He grins. “He has his moments. You okay? What’re you doing?”
“Declan and I are down at the water with Saju and Mac. Kyle’s in the house with Addie. I’m okay, I guess. I’ve been better. I feel...I don’t know...like I’m in some kind of daze or a fog. Like I’m just going through the motions. Know what I mean?”
“Yeah, I know exactly what you mean. But are you? Okay?”
“Not really,” she admits. “It’s real now. Not something we just talk about or plan. It’s so real and I’m worried and I’m scared and I’m trying so hard not to be. And I miss you. Already.”
“I miss you, too. So much.”
“You usually wait a couple days before admitting it,” Esme teases, and he can’t help but smile.
“Well I’ve gotten used to being around you all the time. Six months of just being about you and my kids. Hits a little deeper now. A little harder. Being away from home.”

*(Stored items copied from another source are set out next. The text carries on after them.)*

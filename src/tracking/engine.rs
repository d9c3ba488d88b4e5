//! Proximity evaluation for hunts.
//!
//! Decides what a position fix means for a hunter's progress: which clue
//! is currently targeted, whether the fix lands inside its radius, and
//! when the hunt switches to seeking the final destination.

use std::collections::HashSet;

use uuid::Uuid;

use super::types::{Clue, Coordinates, Mission, ProgressSummary};
use crate::geo::within_radius;

/// Proximity engine.
///
/// Stateless; all progress state comes from the caller so evaluation
/// stays deterministic and testable.
pub struct ProximityEngine {
    destination_radius_m: f64,
}

/// What one position fix means for the hunt.
#[derive(Debug, Clone)]
pub enum ProximityOutcome {
    /// Outside the radius of the targeted clue.
    Seeking { clue: Clue, distance_m: f64 },
    /// Inside the radius of the targeted clue.
    ClueReached { clue: Clue, distance_m: f64 },
    /// Every required clue is done; still outside the destination radius.
    SeekingDestination { distance_m: f64 },
    /// Every required clue is done and the fix is at the destination.
    Arrived { distance_m: f64 },
}

impl ProximityEngine {
    pub fn new(destination_radius_m: f64) -> Self {
        Self {
            destination_radius_m,
        }
    }

    /// The clue a hunter should head for: the uncompleted required clue
    /// with the lowest order. Optional clues are never targeted.
    pub fn next_target<'a>(
        &self,
        clues: &'a [Clue],
        completed: &HashSet<Uuid>,
    ) -> Option<&'a Clue> {
        clues
            .iter()
            .filter(|c| c.required && !completed.contains(&c.id))
            .min_by_key(|c| c.clue_order)
    }

    /// Evaluate one position fix against the hunt state.
    ///
    /// A mission without required clues goes straight to destination
    /// seeking.
    pub fn evaluate(
        &self,
        mission: &Mission,
        clues: &[Clue],
        completed: &HashSet<Uuid>,
        position: Coordinates,
    ) -> ProximityOutcome {
        match self.next_target(clues, completed) {
            Some(clue) => {
                let distance_m = position.distance_to(clue.position());

                if within_radius(distance_m, clue.radius_m) {
                    ProximityOutcome::ClueReached {
                        clue: clue.clone(),
                        distance_m,
                    }
                } else {
                    ProximityOutcome::Seeking {
                        clue: clue.clone(),
                        distance_m,
                    }
                }
            }
            None => {
                let distance_m = position.distance_to(mission.destination());

                if within_radius(distance_m, self.destination_radius_m) {
                    ProximityOutcome::Arrived { distance_m }
                } else {
                    ProximityOutcome::SeekingDestination { distance_m }
                }
            }
        }
    }

    /// Progress counters over required clues.
    pub fn progress(&self, clues: &[Clue], completed: &HashSet<Uuid>) -> ProgressSummary {
        let total = clues.iter().filter(|c| c.required).count();
        let done = clues
            .iter()
            .filter(|c| c.required && completed.contains(&c.id))
            .count();

        ProgressSummary {
            completed: done,
            total,
            next_order: self.next_target(clues, completed).map(|c| c.clue_order),
        }
    }
}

“I’d gotten used to you being around all the time, too. I know sometimes I bitched about it, but I really DID like it; having you here THAT much. And I like my brother, don’t get me wrong, and he’s a huge help, but he’s not you. It was weird waking up and you not being there. I’ve been spoiled, I guess. I took it...you…for granted. I hate myself for that.”
“Don’t, baby. Don’t ever feel like that. We’ve both done it. Not just you.”
“I did wake up to four little ones in the bed, though. I don’t know how they take up so much damn room. And Declan is freaking tall and so heavy!”
“Kid’s a tank. Gonna be six seven and weight three pounds and be solid as fuck.”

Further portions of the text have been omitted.